Work order
Starting with the first line and ending with the one that holds "s.truncate(trimmed);", retype the entries exactly.

Listed entries
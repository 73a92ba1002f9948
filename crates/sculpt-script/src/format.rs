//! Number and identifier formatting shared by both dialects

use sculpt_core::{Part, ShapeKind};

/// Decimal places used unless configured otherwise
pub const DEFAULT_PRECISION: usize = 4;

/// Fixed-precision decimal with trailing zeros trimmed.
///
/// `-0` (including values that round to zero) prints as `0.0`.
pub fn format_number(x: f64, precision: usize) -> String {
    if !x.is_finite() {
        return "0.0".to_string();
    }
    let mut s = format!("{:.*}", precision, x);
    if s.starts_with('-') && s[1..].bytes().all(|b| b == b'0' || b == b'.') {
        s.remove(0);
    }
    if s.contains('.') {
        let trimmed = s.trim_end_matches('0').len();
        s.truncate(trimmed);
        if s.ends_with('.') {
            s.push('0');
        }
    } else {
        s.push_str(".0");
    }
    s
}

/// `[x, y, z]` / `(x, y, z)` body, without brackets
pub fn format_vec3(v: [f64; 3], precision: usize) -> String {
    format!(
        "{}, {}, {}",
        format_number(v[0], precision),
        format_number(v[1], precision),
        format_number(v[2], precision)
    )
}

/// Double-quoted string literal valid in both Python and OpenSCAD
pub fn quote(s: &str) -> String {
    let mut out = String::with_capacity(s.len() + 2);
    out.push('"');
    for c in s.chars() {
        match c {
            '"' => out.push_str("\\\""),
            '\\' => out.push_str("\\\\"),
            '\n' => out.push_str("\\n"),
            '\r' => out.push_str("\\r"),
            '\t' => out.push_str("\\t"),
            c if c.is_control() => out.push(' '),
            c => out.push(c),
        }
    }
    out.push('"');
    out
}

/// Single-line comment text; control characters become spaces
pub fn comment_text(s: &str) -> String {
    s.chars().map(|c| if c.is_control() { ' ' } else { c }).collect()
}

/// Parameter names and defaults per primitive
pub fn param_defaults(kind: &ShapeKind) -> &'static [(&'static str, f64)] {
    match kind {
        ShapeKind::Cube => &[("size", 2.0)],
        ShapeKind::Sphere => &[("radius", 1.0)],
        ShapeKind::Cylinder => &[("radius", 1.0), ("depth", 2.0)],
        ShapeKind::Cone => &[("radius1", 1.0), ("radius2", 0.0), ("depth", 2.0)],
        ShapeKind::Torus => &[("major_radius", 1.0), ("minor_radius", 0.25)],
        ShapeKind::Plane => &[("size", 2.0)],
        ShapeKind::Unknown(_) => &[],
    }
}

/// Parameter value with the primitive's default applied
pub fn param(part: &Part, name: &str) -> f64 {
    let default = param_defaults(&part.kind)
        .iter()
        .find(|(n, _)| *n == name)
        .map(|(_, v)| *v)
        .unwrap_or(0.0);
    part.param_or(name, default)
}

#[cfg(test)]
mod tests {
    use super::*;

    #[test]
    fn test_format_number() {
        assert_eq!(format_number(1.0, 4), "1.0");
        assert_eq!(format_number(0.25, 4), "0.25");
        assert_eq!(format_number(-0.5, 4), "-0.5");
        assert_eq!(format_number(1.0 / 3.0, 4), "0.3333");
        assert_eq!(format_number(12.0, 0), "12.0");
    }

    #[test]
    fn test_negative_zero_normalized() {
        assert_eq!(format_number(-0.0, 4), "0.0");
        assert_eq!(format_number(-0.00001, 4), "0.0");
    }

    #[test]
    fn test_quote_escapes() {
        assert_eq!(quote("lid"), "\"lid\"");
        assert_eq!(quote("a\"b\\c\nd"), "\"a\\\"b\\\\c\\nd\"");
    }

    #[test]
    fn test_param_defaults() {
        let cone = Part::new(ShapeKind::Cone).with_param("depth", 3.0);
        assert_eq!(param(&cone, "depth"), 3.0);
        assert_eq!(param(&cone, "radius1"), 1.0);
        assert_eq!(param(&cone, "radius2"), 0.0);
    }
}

Output for this task
repository 73a92ba1002f9948
filename crates/sculpt-script/src/format.rs
//! Number and identifier formatting shared by both dialects

use sculpt_core::{Part, ShapeKind};

/// Decimal places used unless configured otherwise
pub const DEFAULT_PRECISION: usize = 4;

/// Fixed-precision decimal with trailing zeros trimmed.
///
/// `-0` (including values that round to zero) prints as `0.0`.
pub fn format_number(x: f64, precision: usize) -> String {
    if !x.is_finite() {
        return "0.0".to_string();
    }
    let mut s = format!("{:.*}", precision, x);
    if s.starts_with('-') && s[1..].bytes().all(|b| b == b'0' || b == b'.') {
        s.remove(0);
    }
    if s.contains('.') {
        let trimmed = s.trim_end_matches('0').len();
        s.truncate(trimmed);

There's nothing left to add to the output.